By Graydon R. Hilyard
So, what’s a Dad to do?
There they are, your twelve-year-old son and his ten-year-old sister, their brightly beaming upturned faces pleading for “a really awesome fishing trip, Dad.”
Despite your ignoring the collected wisdom of doctors Spock, Ruth, and Phil and the religious right, the kids are okay. At least according to you. Their mother, she’s not so sure. Only reluctantly has she agreed to this fly-fishing business as one more hopeful brake on anything like their father’s youthful dalliance with adult beverages and drugs du jour. The joy at your young bride’s interest in your fly-tying bench and her enlightened questions concerning polar bear, jungle cock, and blue chatterer paled early on. Finding a canceled check made out to PETA will do that.
Admittedly, you are grateful that the offspring’s DNA was not breached at birth and that their IQs appear intact. Ironically, all of this good health and smarts creates its own set of problems. Not that you are complaining, mind you. It’s just that unless you are a well-heeled Republican or someone content on getting his rewards card punched in heaven, you got problems—namely, an orthodontist who needs a new garage for the three Mercedes, college tuition at $40,000-plus a year and rising, and a future wedding divorcing you from any pittance left over. No need for election-year politicians to fret about the Social Security system crashing. You are going to have to work until age seventy-five just to break even, which just so happens to be the life span of the average American male these days. How’s that for social engineering?
But back to the problem at hand: those beaming faces all decked out in waders and vests (no sheepskin patch, of course) pleading for “a really awesome fishing trip, Dad.”
Although Bogdans and bamboo retain their charm, thanks to the resumption of the China trade, you no longer have to miss house payments to outfit the kids. As to “a really awesome fishing trip,” that’s another matter. Maybe you came of age on a diet of Tap’s Tips and dreams of the Northwest Taxidermy School, but for these kids, after school to the local pond armed with a steel pole, bobber, and bent pin in search of a sunfish to stuff just will not do. Brought up on splashy catalogs and exotic journals requiring a passport just to subscribe, the damage has been done.
So, what’s a Dad to do?
Clearly, a plan is needed. Wait much longer, and boys and girls will be discovered and any parental influence will be on the wane. Soon, even a trip within the lower forty-eight may not do as Patagonia and Russian rivers seduce young dreamers oblivious to the falling dollar and rising price of Mideast oil. With today’s costs spiraling and tomorrow’s income plateauing, looking to bygone days, as we do while tracking Shang, may be your only direction left to go. (Nice segue, huh?)

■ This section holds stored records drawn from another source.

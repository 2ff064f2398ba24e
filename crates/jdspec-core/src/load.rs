//! Where the Swagger document comes from.
//!
//! Parsing Go annotations is left to an external scanner program; this module
//! either runs it or reads a document it produced earlier.

use std::ffi::OsString;
use std::fs;
use std::path::{Path, PathBuf};
use std::process::Command;

use crate::config::ScanConfig;
use crate::error::{LoadError, ParseError};
use crate::parse::{self, spec::Swagger};

/// Produces the document the pipeline rewrites.
pub trait SpecSource {
    fn load(&self) -> Result<Swagger, LoadError>;
}

/// Parse `content` as JSON when `path` ends in `.json`, YAML otherwise.
pub fn parse_document(path: &Path, content: &str) -> Result<Swagger, ParseError> {
    let ext = path.extension().and_then(|e| e.to_str()).unwrap_or("yaml");
    match ext {
        "json" => parse::from_json(content),
        _ => parse::from_yaml(content),
    }
}

/// An already-scanned document on disk.
#[derive(Debug, Clone)]
pub struct FileSource {
    path: PathBuf,
}

impl FileSource {
    pub fn new(path: impl Into<PathBuf>) -> Self {
        Self { path: path.into() }
    }
}

impl SpecSource for FileSource {
    fn load(&self) -> Result<Swagger, LoadError> {
        let content = fs::read_to_string(&self.path).map_err(|source| LoadError::Read {
            path: self.path.clone(),
            source,
        })?;
        let spec = parse_document(&self.path, &content).map_err(|source| LoadError::Parse {
            path: self.path.clone(),
            source,
        })?;
        log::debug!(
            "loaded {}: {} paths, {} definitions",
            self.path.display(),
            spec.paths.len(),
            spec.definitions.len()
        );
        Ok(spec)
    }
}

/// Runs `<program> generate spec ...` and reads the document from its stdout.
#[derive(Debug, Clone)]
pub struct ScannerSource {
    program: String,
    seed: Option<PathBuf>,
    base_path: PathBuf,
    build_tags: String,
    scan_models: bool,
}

impl ScannerSource {
    pub fn new(program: impl Into<String>, scan: &ScanConfig, seed: Option<&Path>) -> Self {
        Self {
            program: program.into(),
            seed: seed.map(Path::to_path_buf),
            base_path: PathBuf::from(&scan.base_path),
            build_tags: scan.tags.clone(),
            scan_models: scan.scan_models,
        }
    }

    /// Command-line arguments handed to the scanner.
    pub fn args(&self) -> Vec<OsString> {
        let mut args: Vec<OsString> = vec!["generate".into(), "spec".into()];
        args.push("--base-path".into());
        args.push(self.base_path.clone().into_os_string());
        if !self.build_tags.is_empty() {
            args.push("--tags".into());
            args.push(self.build_tags.clone().into());
        }
        if self.scan_models {
            args.push("--scan-models".into());
        }
        if let Some(seed) = &self.seed {
            args.push("--input".into());
            args.push(seed.clone().into_os_string());
        }
        args
    }
}

impl SpecSource for ScannerSource {
    fn load(&self) -> Result<Swagger, LoadError> {
        log::debug!("running scanner {} {:?}", self.program, self.args());
        let output = Command::new(&self.program)
            .args(self.args())
            .output()
            .map_err(|source| LoadError::ScannerSpawn {
                program: self.program.clone(),
                source,
            })?;

        if !output.status.success() {
            return Err(LoadError::ScannerFailed {
                program: self.program.clone(),
                status: output.status.to_string(),
                stderr: String::from_utf8_lossy(&output.stderr).trim().to_string(),
            });
        }

        let stdout = String::from_utf8_lossy(&output.stdout);
        parse::from_json(&stdout).map_err(LoadError::ScannerOutput)
    }
}
//! The rewrite pipeline: annotate, resolve responses, partition.
//!
//! Reference rewriting runs later, on the serialized documents (see
//! [`crate::emit`]).

pub mod annotate;
pub mod casing;
pub mod partition;
pub mod ref_rewrite;
pub mod response_resolver;

use crate::config::{DEFAULT_BUCKET, DEFAULT_FILE_TAG, JdspecConfig};
use crate::error::TransformError;
use crate::parse::spec::Swagger;

pub use annotate::annotate;
pub use partition::{Partitions, partition};
pub use response_resolver::{ResolveReport, UnresolvedResponse, resolve_responses};

/// Options controlling the pipeline.
#[derive(Debug, Clone)]
pub struct TransformOptions {
    /// Vendor module stamped on every definition. Empty means none.
    pub module: Option<String>,
    /// Path extension naming the service document.
    pub file_tag: String,
    /// Service document for paths without a file tag.
    pub default_bucket: String,
}

impl Default for TransformOptions {
    fn default() -> Self {
        Self {
            module: None,
            file_tag: DEFAULT_FILE_TAG.to_string(),
            default_bucket: DEFAULT_BUCKET.to_string(),
        }
    }
}

impl From<&JdspecConfig> for TransformOptions {
    fn from(cfg: &JdspecConfig) -> Self {
        Self {
            module: cfg.module.clone(),
            file_tag: cfg.file_tag.clone(),
            default_bucket: cfg.default_bucket.clone(),
        }
    }
}

/// Result of a pipeline run.
#[derive(Debug, Clone)]
pub struct Transformed {
    pub partitions: Partitions,
    pub report: ResolveReport,
}

/// Run the pipeline with default options.
pub fn transform(spec: Swagger) -> Result<Transformed, TransformError> {
    transform_with_options(spec, &TransformOptions::default())
}

/// Run the pipeline over `spec`, consuming it.
pub fn transform_with_options(
    mut spec: Swagger,
    options: &TransformOptions,
) -> Result<Transformed, TransformError> {
    annotate(&mut spec, options.module.as_deref());
    let report = resolve_responses(&mut spec)?;
    let partitions = partition(spec, &options.file_tag, &options.default_bucket)?;
    Ok(Transformed { partitions, report })
}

“Ode to Perley Flint”: camp humor at its best. From the collection of Charles McLaughlin.
Ode to Perley Flint
He got fish when others couldn’t
But tell the trick, he simply wouldn’t
He gets up early—so ’tis said,
While other anglers lie abed.
Of course this claim he just denies.
Another says “It’s in his wrist,”
With which he adds a special twist.
As most of us were still in doubt,
To get the truth—we set about.
We gathered at the camp one morn
A bit before the breakfast horn,
And looking north we saw a man
With shovel and tomato can,
Trip softly to the garden plot
And pick a soft and likely spot,
From which to dig some “garden hackle”
For use with modern fly-rod tackle.
We saw him grab a lusty worm,
We saw it wiggle, twist and squirm.
We saw him drop it in the can,
Then back to camp we quickly ran,
To call both guests and guides to see
This fisherman of mystery
Select the stock and tie the flies
Right there before our very eyes.
Most flies are made with greatest care
From feathers, silk and buck-tail hair,
But some that Perley Flint has made
Were made of worms, tin can and spade.
—“Shang”
May 1939
Unless your education has been sadly neglected, you already know that Charles Edward Wheeler (1872–1949), better known as Shang, was the premier waterfowl decoy carver working in the Stratford School tradition. Proof of past stature was his winning first prize in the amateur category of the International Decoy Makers Contest held annually at the National Sportsmen Show in New York City twelve years in a row, beginning in 1937.1 Proof of present stature is contemporary auction houses hammering down prices in excess of $75,000 per bird.2 Enough said.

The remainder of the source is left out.